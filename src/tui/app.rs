//! Application state for the TUI
//!
//! The App struct holds all state needed for rendering and handling events.
//! The record set is re-read from storage after every handled key, so the
//! snapshot here is never older than the last interaction.

use tracing::{debug, warn};

use crate::analytics::AnalyticsReport;
use crate::config::settings::Settings;
use crate::display::ANALYTICS_NEED_DATA;
use crate::models::ExpenseRecord;
use crate::reports::CategoryChart;
use crate::storage::Storage;

use super::dialogs::expense::ExpenseFormState;
use super::theme::Palette;

/// Currently active dialog (if any)
#[derive(Debug, Clone, Copy, PartialEq, Eq, Default)]
pub enum ActiveDialog {
    #[default]
    None,
    AddExpense,
    Help,
}

/// What the analytics panel is showing
#[derive(Debug, Clone, PartialEq, Default)]
pub enum AnalyticsPanel {
    /// Not requested since the last change to the record set
    #[default]
    Hidden,
    /// Requested with no records stored
    NeedData,
    Ready(AnalyticsReport),
}

/// Main application state
pub struct App<'a> {
    /// The storage layer
    pub storage: &'a Storage,

    /// Application settings
    pub settings: &'a Settings,

    /// Colours for the configured theme
    pub palette: Palette,

    /// Whether the app should quit
    pub should_quit: bool,

    /// Currently active dialog
    pub active_dialog: ActiveDialog,

    /// Record set as of the last refresh, in storage order
    pub records: Vec<ExpenseRecord>,

    /// Distribution chart for `records`, `None` when there are none
    pub chart: Option<CategoryChart>,

    /// Analytics panel state
    pub analytics: AnalyticsPanel,

    /// Highlighted row in the history table
    pub selected_index: usize,

    /// Status message to display
    pub status_message: Option<String>,

    /// Add-expense form state
    pub expense_form: ExpenseFormState,
}

impl<'a> App<'a> {
    /// Create a new App instance
    pub fn new(storage: &'a Storage, settings: &'a Settings) -> Self {
        Self {
            storage,
            settings,
            palette: Palette::for_theme(settings.theme),
            should_quit: false,
            active_dialog: ActiveDialog::default(),
            records: Vec::new(),
            chart: None,
            analytics: AnalyticsPanel::default(),
            selected_index: 0,
            status_message: None,
            expense_form: ExpenseFormState::new(settings.amount_step),
        }
    }

    /// Re-read the full record set from storage
    ///
    /// A failed read keeps the previous snapshot and reports the error in the
    /// status bar. A changed record set hides stale analytics.
    pub fn refresh(&mut self) {
        match self.storage.expenses.fetch_all() {
            Ok(records) => {
                if records != self.records {
                    debug!(count = records.len(), "record set changed");
                    if matches!(self.analytics, AnalyticsPanel::Ready(_)) {
                        self.analytics = AnalyticsPanel::Hidden;
                    }
                    self.chart = CategoryChart::from_records(&records);
                    self.records = records;
                }
                self.selected_index = self
                    .selected_index
                    .min(self.records.len().saturating_sub(1));
            }
            Err(e) => {
                warn!(error = %e, "failed to load expenses");
                self.set_status(format!("Failed to load expenses: {}", e));
            }
        }
    }

    /// Request to quit the application
    pub fn quit(&mut self) {
        self.should_quit = true;
    }

    /// Set a status message
    pub fn set_status(&mut self, message: impl Into<String>) {
        self.status_message = Some(message.into());
    }

    /// Clear the status message
    pub fn clear_status(&mut self) {
        self.status_message = None;
    }

    /// Compute forecast and suggestions over the current snapshot
    pub fn show_analytics(&mut self) {
        match AnalyticsReport::generate(&self.records, &self.settings.currency_symbol) {
            Some(report) => {
                debug!(records = self.records.len(), "analytics computed");
                self.analytics = AnalyticsPanel::Ready(report);
            }
            None => {
                self.analytics = AnalyticsPanel::NeedData;
                self.set_status(ANALYTICS_NEED_DATA);
            }
        }
    }

    /// Hide the analytics panel
    pub fn hide_analytics(&mut self) {
        self.analytics = AnalyticsPanel::Hidden;
    }

    /// Open a dialog
    pub fn open_dialog(&mut self, dialog: ActiveDialog) {
        if dialog == ActiveDialog::AddExpense {
            self.expense_form = ExpenseFormState::new(self.settings.amount_step);
        }
        self.active_dialog = dialog;
    }

    /// Close the current dialog
    pub fn close_dialog(&mut self) {
        self.active_dialog = ActiveDialog::None;
    }

    /// Check if a dialog is active
    pub fn has_dialog(&self) -> bool {
        self.active_dialog != ActiveDialog::None
    }

    /// Move the history selection up
    pub fn move_up(&mut self) {
        self.selected_index = self.selected_index.saturating_sub(1);
    }

    /// Move the history selection down
    pub fn move_down(&mut self) {
        if self.selected_index + 1 < self.records.len() {
            self.selected_index += 1;
        }
    }

    /// Jump to the first record
    pub fn select_first(&mut self) {
        self.selected_index = 0;
    }

    /// Jump to the most recent record
    pub fn select_last(&mut self) {
        self.selected_index = self.records.len().saturating_sub(1);
    }
}

#[cfg(test)]
mod tests {
    use super::*;
    use crate::config::paths::SplitifyPaths;
    use crate::models::Category;
    use chrono::NaiveDate;
    use tempfile::TempDir;

    fn create_test_storage() -> (TempDir, Storage) {
        let temp_dir = TempDir::new().unwrap();
        let paths = SplitifyPaths::with_base_dir(temp_dir.path().to_path_buf());
        let storage = Storage::new(paths).unwrap();
        storage.initialize().unwrap();
        (temp_dir, storage)
    }

    fn insert(storage: &Storage, category: Category, amount: f64) {
        storage
            .expenses
            .insert(NaiveDate::from_ymd_opt(2025, 1, 1).unwrap(), category, amount)
            .unwrap();
    }

    #[test]
    fn test_refresh_reads_records_and_chart() {
        let (_temp_dir, storage) = create_test_storage();
        let settings = Settings::default();
        let mut app = App::new(&storage, &settings);

        app.refresh();
        assert!(app.records.is_empty());
        assert!(app.chart.is_none());

        insert(&storage, Category::Food, 100.0);
        app.refresh();
        assert_eq!(app.records.len(), 1);
        assert!(app.chart.is_some());
    }

    #[test]
    fn test_analytics_without_records() {
        let (_temp_dir, storage) = create_test_storage();
        let settings = Settings::default();
        let mut app = App::new(&storage, &settings);
        app.refresh();

        app.show_analytics();
        assert_eq!(app.analytics, AnalyticsPanel::NeedData);
        assert_eq!(app.status_message.as_deref(), Some(ANALYTICS_NEED_DATA));
    }

    #[test]
    fn test_new_record_hides_stale_analytics() {
        let (_temp_dir, storage) = create_test_storage();
        let settings = Settings::default();
        let mut app = App::new(&storage, &settings);

        insert(&storage, Category::Food, 100.0);
        app.refresh();
        app.show_analytics();
        assert!(matches!(app.analytics, AnalyticsPanel::Ready(_)));

        // unchanged record set keeps the panel
        app.refresh();
        assert!(matches!(app.analytics, AnalyticsPanel::Ready(_)));

        insert(&storage, Category::Bills, 50.0);
        app.refresh();
        assert_eq!(app.analytics, AnalyticsPanel::Hidden);
    }

    #[test]
    fn test_selection_is_clamped() {
        let (_temp_dir, storage) = create_test_storage();
        let settings = Settings::default();
        let mut app = App::new(&storage, &settings);

        insert(&storage, Category::Food, 1.0);
        insert(&storage, Category::Food, 2.0);
        app.refresh();

        app.move_down();
        app.move_down();
        assert_eq!(app.selected_index, 1);
        app.move_up();
        app.move_up();
        assert_eq!(app.selected_index, 0);
        app.select_last();
        assert_eq!(app.selected_index, 1);
    }

    #[test]
    fn test_dialogs() {
        let (_temp_dir, storage) = create_test_storage();
        let settings = Settings::default();
        let mut app = App::new(&storage, &settings);

        assert!(!app.has_dialog());
        app.open_dialog(ActiveDialog::Help);
        assert!(app.has_dialog());
        app.close_dialog();
        assert!(!app.has_dialog());
    }
}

⁂

What needs to be done: Where the listing above reaches the line that contains "pub fn open_dialog(&mut", start retyping, and finish with the line that contains "fn create_test_storage() ->"; reproduce those lines exactly and no others.

Result of the task:
    pub fn open_dialog(&mut self, dialog: ActiveDialog) {
        if dialog == ActiveDialog::AddExpense {
            self.expense_form = ExpenseFormState::new(self.settings.amount_step);
        }
        self.active_dialog = dialog;
    }

    /// Close the current dialog
    pub fn close_dialog(&mut self) {
        self.active_dialog = ActiveDialog::None;
    }

    /// Check if a dialog is active
    pub fn has_dialog(&self) -> bool {
        self.active_dialog != ActiveDialog::None
    }

    /// Move the history selection up
    pub fn move_up(&mut self) {
        self.selected_index = self.selected_index.saturating_sub(1);
    }

    /// Move the history selection down
    pub fn move_down(&mut self) {
        if self.selected_index + 1 < self.records.len() {
            self.selected_index += 1;
        }
    }

    /// Jump to the first record
    pub fn select_first(&mut self) {
        self.selected_index = 0;
    }

    /// Jump to the most recent record
    pub fn select_last(&mut self) {
        self.selected_index = self.records.len().saturating_sub(1);
    }
}

#[cfg(test)]
mod tests {
    use super::*;
    use crate::config::paths::SplitifyPaths;
    use crate::models::Category;
    use chrono::NaiveDate;
    use tempfile::TempDir;

    fn create_test_storage() -> (TempDir, Storage) {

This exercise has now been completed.